# Stored data entries:
>>>

use console_gate::{
    AppState,
    config::{AppConfig, Env},
    create_router,
    upstream::{HttpUpstream, UpstreamState},
};
use std::sync::Arc;
use tokio::net::TcpListener;
use tracing_subscriber::{layer::SubscriberExt, util::SubscriberInitExt};

/// main
///
/// Loads configuration, sets up logging, builds the upstream client and gate,
/// and serves the router.
#[tokio::main]
async fn main() {
    // 1. Configuration (fail closed: no signing secret, no service)
    dotenv::dotenv().ok();
    let config = match AppConfig::load() {
        Ok(config) => config,
        Err(e) => {
            eprintln!("FATAL: {e}");
            std::process::exit(1);
        }
    };

    // 2. Logging filter: RUST_LOG wins, otherwise debug for the gate itself.
    let env_filter = tracing_subscriber::EnvFilter::try_from_default_env()
        .unwrap_or_else(|_| "console_gate=debug,tower_http=info".into());

    // 3. Pretty logs locally, JSON in production.
    match config.env {
        Env::Local => {
            tracing_subscriber::registry()
                .with(env_filter)
                .with(tracing_subscriber::fmt::layer().pretty())
                .init();
        }
        Env::Production => {
            tracing_subscriber::registry()
                .with(env_filter)
                .with(tracing_subscriber::fmt::layer().json())
                .init();
        }
    }

    tracing::info!("Gate starting in {:?} mode", config.env);
    tracing::info!(
        api_host = %config.api_host,
        ui_host = %config.ui_host,
        admin_prefixes = ?config.admin_prefixes,
        admin_gate_mode = ?config.admin_gate_mode,
        "upstreams configured"
    );

    // 4. Upstream client
    let upstream = HttpUpstream::new(&config.api_host, &config.ui_host)
        .expect("FATAL: Failed to build the upstream HTTP client.");
    let upstream = Arc::new(upstream) as UpstreamState;

    // 5. State and router
    let bind_addr = config.bind_addr;
    let app = create_router(AppState::new(config, upstream));

    let listener = TcpListener::bind(bind_addr)
        .await
        .expect("FATAL: Failed to bind the listen address. Check BIND_ADDR.");

    tracing::info!("Listening on {}", bind_addr);

    axum::serve(listener, app)
        .await
        .expect("FATAL: HTTP server terminated unexpectedly.");
}
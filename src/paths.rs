/// RouteRules
///
/// The static path lists the access gate classifies against. They are fixed at
/// startup (the admin list can be overridden through `AppConfig`) and never
/// mutated while requests are being served.
///
/// Matching is done on the raw request path. No trailing-slash, case or `..`
/// normalization happens here; the router hands over the path as received.
#[derive(Debug, Clone)]
pub struct RouteRules {
    /// Pages reachable without a session (exact match).
    pub public_paths: Vec<String>,
    /// Asset-serving trees reachable without a session (plain prefix match).
    pub public_prefixes: Vec<String>,
    /// Areas that need a privileged role (exact match or proper sub-path).
    pub admin_prefixes: Vec<String>,
    /// Framework internals excluded from the gate entirely (exact match).
    pub bypass_paths: Vec<String>,
    /// Framework internals excluded from the gate entirely (plain prefix match).
    pub bypass_prefixes: Vec<String>,
}

/// Default admin-only areas of the console.
pub const DEFAULT_ADMIN_PREFIXES: &[&str] = &["/jobs", "/prompts"];

impl Default for RouteRules {
    fn default() -> Self {
        Self {
            public_paths: strings(&["/login", "/register"]),
            public_prefixes: strings(&["/outputs", "/uploads"]),
            admin_prefixes: strings(DEFAULT_ADMIN_PREFIXES),
            bypass_paths: strings(&["/favicon.ico", "/healthz"]),
            bypass_prefixes: strings(&["/_next", "/assets"]),
        }
    }
}

/// RouteClass
///
/// Result of classifying one path. The two flags are computed independently:
/// a path can be both public and admin-only (e.g. an admin prefix configured
/// under `/outputs`), in which case public wins in the gate.
#[derive(Debug, Clone, Copy, PartialEq, Eq)]
pub struct RouteClass {
    pub public: bool,
    pub admin_only: bool,
}

impl RouteRules {
    /// Replaces the admin-only prefix list.
    pub fn with_admin_prefixes<I, S>(mut self, prefixes: I) -> Self
    where
        I: IntoIterator<Item = S>,
        S: Into<String>,
    {
        self.admin_prefixes = prefixes.into_iter().map(Into::into).collect();
        self
    }

    /// True for build assets, the favicon and the liveness probe. These are
    /// passed through before any classification or token lookup.
    pub fn is_bypassed(&self, path: &str) -> bool {
        self.bypass_paths.iter().any(|p| p == path)
            || self.bypass_prefixes.iter().any(|p| path.starts_with(p.as_str()))
    }

    /// True if the path is exempt from authentication.
    pub fn is_public_path(&self, path: &str) -> bool {
        self.public_paths.iter().any(|p| p == path)
            || self.public_prefixes.iter().any(|p| path.starts_with(p.as_str()))
    }

    /// True if the path is an admin-only prefix or lies underneath one.
    pub fn is_admin_only_path(&self, path: &str) -> bool {
        self.admin_prefixes.iter().any(|prefix| {
            path == prefix
                || path
                    .strip_prefix(prefix.as_str())
                    .is_some_and(|rest| rest.starts_with('/'))
        })
    }

    pub fn classify(&self, path: &str) -> RouteClass {
        RouteClass {
            public: self.is_public_path(path),
            admin_only: self.is_admin_only_path(path),
        }
    }
}

fn strings(items: &[&str]) -> Vec<String> {
    items.iter().map(|s| s.to_string()).collect()
}
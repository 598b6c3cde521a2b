/// Router Module Index
///
/// Every route here sits behind the access gate, which is layered over the
/// whole router in `create_router`. The split only says who ends up serving
/// the request once the gate has let it through.

/// Routes answered by the gate process itself and excluded from gating.
pub mod public;

/// Local routes that need the verified session attached by the gate.
pub mod authenticated;

/// Routes relayed to the API host; the page fallback lives in `create_router`.
pub mod proxy;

<<<

# ASSIGNED TASK:
Some lines in the data above hold the string "access". Find and copy each of them.

# RESULT OF THIS TASK:
/// The static path lists the access gate classifies against. They are fixed at
/// Every route here sits behind the access gate, which is layered over the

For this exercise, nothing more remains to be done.